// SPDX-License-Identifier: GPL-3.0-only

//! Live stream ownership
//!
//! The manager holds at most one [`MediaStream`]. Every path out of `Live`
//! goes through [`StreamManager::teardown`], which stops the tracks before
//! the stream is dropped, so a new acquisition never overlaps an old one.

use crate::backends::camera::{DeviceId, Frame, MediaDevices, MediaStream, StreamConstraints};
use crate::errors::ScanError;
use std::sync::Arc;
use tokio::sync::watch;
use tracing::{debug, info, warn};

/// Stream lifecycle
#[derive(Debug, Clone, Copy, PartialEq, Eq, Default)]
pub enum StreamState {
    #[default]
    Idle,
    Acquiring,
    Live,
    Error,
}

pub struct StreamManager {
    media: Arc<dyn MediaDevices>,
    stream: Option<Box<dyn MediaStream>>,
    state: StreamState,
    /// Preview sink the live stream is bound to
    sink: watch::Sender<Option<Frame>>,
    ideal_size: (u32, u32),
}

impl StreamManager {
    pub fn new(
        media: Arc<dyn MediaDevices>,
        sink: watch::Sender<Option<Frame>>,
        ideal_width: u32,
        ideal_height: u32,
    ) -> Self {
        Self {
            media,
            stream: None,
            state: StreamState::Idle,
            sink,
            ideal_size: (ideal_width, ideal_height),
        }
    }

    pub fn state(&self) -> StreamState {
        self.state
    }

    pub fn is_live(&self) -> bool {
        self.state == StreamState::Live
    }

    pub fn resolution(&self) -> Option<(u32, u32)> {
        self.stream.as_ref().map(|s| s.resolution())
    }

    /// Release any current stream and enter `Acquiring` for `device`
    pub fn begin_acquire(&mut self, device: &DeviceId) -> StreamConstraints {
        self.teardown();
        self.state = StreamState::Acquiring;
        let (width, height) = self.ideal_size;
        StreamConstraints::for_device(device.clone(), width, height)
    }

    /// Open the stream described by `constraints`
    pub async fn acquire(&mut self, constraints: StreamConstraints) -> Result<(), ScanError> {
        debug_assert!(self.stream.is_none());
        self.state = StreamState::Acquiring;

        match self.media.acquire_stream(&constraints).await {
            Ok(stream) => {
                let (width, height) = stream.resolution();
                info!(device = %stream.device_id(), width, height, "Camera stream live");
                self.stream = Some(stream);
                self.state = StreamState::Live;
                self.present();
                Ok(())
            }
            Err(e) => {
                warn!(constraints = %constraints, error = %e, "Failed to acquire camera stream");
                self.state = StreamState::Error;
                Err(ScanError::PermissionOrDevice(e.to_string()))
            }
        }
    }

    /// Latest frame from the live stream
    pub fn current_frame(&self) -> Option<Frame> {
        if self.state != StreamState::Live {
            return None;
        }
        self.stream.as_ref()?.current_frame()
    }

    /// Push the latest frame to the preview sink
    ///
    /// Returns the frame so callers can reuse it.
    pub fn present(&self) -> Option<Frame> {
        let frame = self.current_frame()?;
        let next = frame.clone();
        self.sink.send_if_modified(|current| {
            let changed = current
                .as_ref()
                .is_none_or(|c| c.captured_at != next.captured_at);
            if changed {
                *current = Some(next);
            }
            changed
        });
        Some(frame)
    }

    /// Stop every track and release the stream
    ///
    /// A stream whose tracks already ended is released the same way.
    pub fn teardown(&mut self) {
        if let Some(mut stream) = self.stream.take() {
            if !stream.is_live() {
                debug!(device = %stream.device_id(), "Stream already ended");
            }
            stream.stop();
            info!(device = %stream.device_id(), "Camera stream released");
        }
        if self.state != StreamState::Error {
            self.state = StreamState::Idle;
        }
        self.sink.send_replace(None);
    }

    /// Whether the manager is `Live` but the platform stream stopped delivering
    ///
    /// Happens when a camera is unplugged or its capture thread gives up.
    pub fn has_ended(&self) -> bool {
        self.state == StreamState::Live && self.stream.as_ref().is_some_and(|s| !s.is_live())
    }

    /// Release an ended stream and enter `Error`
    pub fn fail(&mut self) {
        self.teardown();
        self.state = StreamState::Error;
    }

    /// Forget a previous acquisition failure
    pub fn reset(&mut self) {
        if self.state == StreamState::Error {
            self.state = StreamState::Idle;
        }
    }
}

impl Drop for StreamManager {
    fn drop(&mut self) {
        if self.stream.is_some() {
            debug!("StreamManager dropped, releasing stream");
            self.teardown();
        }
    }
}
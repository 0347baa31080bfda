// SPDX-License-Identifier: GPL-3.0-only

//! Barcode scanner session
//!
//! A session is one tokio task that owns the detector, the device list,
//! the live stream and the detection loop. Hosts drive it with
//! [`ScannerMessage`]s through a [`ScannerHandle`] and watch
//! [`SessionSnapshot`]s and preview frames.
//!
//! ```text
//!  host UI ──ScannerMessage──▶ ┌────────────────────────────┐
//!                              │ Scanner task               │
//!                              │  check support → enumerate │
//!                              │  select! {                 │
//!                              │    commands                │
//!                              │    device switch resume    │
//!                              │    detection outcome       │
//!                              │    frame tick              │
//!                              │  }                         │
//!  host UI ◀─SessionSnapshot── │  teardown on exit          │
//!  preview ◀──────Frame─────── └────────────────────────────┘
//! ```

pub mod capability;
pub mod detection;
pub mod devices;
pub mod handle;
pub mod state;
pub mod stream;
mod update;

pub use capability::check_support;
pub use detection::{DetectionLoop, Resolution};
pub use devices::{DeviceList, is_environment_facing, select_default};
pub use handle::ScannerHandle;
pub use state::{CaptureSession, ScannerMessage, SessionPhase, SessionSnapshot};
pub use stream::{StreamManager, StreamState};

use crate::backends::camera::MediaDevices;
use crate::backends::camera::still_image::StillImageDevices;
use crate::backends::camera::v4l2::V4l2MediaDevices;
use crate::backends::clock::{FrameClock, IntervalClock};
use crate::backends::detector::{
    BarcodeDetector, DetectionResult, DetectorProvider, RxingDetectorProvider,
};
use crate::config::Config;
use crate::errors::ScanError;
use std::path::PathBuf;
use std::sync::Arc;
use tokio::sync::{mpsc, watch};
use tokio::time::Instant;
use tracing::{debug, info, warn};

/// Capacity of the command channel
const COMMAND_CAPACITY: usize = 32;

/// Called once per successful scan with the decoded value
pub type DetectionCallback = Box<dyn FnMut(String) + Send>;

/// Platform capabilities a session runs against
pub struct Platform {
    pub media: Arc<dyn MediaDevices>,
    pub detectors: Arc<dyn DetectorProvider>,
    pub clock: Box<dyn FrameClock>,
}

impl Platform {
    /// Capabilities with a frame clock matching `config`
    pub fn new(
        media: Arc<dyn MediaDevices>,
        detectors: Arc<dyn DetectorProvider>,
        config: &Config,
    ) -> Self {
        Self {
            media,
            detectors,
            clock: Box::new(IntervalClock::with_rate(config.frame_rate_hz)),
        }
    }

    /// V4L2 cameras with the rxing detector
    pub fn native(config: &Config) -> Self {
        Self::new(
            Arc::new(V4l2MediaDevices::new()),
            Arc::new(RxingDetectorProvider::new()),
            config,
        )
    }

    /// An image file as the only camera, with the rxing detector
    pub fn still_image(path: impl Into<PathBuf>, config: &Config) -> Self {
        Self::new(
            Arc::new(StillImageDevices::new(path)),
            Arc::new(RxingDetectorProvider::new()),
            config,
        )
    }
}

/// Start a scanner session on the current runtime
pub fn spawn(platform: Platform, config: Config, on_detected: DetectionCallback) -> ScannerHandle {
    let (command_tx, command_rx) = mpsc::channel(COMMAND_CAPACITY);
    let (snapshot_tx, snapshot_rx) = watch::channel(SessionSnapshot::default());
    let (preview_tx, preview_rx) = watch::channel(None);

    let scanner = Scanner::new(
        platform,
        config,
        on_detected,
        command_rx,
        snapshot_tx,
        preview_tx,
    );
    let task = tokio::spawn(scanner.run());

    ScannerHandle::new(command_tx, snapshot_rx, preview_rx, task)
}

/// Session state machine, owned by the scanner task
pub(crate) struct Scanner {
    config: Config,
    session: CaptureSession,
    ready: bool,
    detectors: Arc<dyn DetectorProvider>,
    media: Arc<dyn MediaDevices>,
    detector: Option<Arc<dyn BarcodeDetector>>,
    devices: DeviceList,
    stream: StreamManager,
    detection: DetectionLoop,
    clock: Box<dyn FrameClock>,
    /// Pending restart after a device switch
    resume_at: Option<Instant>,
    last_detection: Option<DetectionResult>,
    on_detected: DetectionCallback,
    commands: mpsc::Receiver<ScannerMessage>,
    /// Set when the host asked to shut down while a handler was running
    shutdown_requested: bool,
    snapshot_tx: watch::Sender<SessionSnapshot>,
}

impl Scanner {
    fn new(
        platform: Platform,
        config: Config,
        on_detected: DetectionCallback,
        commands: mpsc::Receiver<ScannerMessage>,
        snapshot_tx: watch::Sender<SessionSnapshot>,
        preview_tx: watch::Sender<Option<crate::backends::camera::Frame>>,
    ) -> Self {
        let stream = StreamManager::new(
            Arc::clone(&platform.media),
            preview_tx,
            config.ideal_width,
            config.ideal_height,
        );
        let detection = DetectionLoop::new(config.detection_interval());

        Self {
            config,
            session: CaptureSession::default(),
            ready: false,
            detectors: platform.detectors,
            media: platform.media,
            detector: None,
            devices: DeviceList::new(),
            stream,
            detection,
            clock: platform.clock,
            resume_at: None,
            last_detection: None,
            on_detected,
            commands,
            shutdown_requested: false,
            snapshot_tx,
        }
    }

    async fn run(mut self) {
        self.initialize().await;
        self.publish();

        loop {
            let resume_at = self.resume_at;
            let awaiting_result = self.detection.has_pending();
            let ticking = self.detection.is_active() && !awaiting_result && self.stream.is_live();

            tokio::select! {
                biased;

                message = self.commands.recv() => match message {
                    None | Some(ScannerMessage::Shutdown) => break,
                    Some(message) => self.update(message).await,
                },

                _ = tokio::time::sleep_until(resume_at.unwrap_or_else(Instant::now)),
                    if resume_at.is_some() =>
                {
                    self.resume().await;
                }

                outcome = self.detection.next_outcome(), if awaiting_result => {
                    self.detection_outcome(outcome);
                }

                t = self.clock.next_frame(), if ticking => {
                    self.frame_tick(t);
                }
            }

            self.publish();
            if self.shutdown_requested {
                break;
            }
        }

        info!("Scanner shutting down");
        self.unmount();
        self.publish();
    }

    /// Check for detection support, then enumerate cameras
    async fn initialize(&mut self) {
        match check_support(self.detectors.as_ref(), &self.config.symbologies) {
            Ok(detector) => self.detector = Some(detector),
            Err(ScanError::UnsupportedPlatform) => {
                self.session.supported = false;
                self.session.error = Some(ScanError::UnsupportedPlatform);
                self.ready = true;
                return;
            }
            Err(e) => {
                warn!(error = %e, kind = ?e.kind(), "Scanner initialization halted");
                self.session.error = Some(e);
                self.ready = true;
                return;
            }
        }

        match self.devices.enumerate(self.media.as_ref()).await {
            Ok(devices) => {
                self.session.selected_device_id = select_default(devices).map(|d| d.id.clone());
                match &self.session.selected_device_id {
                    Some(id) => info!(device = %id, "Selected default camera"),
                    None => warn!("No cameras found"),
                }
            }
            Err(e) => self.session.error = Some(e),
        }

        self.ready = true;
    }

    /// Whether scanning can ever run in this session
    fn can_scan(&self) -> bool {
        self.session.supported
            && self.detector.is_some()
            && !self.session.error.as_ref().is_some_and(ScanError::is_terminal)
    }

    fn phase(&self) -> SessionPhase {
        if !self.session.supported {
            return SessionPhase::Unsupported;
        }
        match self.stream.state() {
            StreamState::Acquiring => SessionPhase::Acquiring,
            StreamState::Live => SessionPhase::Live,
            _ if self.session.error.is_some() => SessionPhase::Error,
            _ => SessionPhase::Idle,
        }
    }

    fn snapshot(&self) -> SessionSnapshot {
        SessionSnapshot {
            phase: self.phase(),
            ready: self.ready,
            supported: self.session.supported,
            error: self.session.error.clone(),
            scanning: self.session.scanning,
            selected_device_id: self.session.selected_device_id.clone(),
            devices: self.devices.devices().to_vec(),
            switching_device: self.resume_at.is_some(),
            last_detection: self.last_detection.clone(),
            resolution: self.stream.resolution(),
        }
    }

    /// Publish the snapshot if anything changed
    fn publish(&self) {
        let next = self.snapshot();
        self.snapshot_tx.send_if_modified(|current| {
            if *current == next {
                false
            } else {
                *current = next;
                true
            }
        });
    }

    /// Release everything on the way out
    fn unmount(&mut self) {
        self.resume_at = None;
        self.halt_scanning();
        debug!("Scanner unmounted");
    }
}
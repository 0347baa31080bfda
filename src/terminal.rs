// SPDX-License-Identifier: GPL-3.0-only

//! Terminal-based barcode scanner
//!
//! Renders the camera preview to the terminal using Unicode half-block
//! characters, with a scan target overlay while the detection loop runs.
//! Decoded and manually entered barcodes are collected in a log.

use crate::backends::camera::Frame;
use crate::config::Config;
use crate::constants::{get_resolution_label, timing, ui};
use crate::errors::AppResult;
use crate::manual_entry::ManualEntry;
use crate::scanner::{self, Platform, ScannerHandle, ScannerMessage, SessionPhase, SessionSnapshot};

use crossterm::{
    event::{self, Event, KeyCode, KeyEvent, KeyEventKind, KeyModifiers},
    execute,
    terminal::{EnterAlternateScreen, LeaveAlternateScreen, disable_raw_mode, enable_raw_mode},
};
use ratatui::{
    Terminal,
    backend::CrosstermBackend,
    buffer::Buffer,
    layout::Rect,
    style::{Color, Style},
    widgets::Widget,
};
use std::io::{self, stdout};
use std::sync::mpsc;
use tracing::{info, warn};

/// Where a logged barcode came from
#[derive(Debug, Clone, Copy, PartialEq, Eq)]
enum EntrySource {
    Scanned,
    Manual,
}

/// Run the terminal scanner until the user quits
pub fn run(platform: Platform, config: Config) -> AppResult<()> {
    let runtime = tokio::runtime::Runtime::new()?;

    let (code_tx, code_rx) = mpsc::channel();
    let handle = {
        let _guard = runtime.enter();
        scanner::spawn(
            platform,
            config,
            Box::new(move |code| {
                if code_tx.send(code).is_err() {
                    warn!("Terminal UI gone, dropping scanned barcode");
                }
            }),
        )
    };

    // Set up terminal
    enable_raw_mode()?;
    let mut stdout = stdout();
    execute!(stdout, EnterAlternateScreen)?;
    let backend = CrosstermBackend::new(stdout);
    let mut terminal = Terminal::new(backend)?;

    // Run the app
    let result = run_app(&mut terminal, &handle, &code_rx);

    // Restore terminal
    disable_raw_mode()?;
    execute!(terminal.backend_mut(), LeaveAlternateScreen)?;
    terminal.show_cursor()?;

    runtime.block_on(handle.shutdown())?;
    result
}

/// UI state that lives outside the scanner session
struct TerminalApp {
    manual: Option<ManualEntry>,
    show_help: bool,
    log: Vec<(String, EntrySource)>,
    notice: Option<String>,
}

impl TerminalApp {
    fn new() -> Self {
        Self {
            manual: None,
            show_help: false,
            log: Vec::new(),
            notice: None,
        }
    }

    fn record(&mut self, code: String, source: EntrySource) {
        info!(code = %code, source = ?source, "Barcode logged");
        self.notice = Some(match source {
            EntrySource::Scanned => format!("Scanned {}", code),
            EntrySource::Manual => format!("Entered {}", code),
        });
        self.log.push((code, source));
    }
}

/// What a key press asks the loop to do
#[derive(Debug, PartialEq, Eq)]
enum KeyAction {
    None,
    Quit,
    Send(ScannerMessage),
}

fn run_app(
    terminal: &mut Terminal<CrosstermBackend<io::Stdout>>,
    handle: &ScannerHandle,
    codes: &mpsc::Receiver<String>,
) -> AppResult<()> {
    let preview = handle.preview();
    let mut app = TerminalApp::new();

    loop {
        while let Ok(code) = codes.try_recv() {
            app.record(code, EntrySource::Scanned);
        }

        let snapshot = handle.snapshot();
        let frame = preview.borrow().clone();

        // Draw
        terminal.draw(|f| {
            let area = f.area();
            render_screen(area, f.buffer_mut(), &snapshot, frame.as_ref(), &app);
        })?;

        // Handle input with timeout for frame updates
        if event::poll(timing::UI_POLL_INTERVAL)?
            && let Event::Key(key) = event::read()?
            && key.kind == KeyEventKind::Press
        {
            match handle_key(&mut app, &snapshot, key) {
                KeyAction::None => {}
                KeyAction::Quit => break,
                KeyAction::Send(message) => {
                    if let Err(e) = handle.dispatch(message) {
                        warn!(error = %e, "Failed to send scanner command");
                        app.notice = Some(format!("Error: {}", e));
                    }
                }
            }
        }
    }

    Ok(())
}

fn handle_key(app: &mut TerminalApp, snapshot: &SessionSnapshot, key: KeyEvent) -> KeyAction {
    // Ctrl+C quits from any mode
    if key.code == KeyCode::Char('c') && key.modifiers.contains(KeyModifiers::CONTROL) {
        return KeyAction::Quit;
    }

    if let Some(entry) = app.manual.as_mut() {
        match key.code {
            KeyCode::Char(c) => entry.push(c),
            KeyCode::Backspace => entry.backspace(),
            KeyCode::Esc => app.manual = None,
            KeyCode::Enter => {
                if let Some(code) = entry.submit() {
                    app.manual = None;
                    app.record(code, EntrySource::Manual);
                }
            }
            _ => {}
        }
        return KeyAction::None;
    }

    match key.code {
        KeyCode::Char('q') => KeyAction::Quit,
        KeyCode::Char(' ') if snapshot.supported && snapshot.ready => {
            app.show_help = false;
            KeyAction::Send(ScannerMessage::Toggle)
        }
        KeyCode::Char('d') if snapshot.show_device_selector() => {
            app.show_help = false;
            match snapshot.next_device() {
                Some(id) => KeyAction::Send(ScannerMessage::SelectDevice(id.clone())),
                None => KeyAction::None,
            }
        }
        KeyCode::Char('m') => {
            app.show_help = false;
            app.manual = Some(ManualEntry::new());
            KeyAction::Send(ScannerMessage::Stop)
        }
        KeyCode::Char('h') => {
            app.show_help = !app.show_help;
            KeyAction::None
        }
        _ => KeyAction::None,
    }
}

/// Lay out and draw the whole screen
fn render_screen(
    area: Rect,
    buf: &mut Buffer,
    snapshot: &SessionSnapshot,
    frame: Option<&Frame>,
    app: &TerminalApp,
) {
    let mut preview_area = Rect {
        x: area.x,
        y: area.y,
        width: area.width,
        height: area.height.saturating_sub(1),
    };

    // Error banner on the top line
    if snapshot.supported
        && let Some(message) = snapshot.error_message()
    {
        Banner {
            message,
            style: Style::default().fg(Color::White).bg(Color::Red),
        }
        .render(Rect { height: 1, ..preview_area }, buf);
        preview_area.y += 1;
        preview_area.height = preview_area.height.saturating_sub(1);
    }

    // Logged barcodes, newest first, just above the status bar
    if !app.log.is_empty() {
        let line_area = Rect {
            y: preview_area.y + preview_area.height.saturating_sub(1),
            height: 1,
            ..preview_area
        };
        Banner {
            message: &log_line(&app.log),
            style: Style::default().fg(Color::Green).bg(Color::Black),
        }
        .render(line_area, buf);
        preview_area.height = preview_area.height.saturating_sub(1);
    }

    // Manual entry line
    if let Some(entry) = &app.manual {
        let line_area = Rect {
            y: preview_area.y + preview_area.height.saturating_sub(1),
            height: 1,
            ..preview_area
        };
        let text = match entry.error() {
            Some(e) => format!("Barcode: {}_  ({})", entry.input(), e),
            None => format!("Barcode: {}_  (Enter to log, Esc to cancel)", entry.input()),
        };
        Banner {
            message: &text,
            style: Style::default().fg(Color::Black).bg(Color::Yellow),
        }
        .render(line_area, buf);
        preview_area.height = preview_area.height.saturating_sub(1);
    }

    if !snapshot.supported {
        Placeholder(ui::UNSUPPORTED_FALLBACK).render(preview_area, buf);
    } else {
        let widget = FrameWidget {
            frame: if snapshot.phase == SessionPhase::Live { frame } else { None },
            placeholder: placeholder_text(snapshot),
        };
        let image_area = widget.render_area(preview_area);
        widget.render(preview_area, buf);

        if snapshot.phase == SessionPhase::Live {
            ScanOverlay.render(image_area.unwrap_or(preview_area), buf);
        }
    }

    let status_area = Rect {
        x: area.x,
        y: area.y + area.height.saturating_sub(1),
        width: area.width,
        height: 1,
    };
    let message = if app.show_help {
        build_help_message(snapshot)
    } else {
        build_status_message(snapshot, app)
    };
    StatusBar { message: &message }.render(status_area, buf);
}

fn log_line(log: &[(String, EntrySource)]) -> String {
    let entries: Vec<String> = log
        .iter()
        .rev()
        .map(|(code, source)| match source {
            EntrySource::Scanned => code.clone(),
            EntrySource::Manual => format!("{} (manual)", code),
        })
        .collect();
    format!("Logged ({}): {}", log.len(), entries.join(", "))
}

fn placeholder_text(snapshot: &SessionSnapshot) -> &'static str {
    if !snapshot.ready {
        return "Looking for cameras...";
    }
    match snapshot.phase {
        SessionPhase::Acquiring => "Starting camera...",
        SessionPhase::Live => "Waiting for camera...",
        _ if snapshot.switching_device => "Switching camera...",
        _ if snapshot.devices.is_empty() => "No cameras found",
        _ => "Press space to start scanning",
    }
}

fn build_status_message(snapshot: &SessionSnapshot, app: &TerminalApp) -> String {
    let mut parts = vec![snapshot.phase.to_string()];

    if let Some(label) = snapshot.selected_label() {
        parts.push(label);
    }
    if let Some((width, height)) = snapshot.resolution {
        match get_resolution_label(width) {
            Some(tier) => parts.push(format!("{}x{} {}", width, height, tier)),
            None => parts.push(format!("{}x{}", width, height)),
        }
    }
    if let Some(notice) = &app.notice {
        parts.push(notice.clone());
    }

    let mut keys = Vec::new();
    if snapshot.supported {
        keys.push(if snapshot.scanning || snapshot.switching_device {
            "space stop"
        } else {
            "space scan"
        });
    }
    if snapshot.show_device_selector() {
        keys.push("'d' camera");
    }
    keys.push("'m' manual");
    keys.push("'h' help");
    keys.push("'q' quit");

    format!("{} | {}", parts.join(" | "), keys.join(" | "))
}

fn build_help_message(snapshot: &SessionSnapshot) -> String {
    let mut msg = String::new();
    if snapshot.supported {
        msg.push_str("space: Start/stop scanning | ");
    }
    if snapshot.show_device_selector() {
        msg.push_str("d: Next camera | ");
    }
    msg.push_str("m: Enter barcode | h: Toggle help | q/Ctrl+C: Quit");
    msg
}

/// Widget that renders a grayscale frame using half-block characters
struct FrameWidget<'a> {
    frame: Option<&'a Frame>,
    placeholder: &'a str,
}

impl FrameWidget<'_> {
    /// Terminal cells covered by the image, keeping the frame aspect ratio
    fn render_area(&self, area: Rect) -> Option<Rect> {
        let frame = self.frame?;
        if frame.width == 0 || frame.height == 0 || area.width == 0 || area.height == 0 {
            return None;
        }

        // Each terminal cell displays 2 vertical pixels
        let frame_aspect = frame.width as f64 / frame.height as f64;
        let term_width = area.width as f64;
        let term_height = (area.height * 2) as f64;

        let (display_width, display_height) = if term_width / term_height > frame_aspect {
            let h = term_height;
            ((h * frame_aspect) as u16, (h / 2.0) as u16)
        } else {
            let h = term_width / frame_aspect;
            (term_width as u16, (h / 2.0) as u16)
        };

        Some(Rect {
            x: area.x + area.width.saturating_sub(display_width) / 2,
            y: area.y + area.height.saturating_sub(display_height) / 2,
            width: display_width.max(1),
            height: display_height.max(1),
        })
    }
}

= EXERCISE DIRECTIONS =
If a line in the material above contains the word "record", copy it.

= RESPONSE AREA =
    fn record(&mut self, code: String, source: EntrySource) {
            app.record(code, EntrySource::Scanned);
                    app.record(code, EntrySource::Manual);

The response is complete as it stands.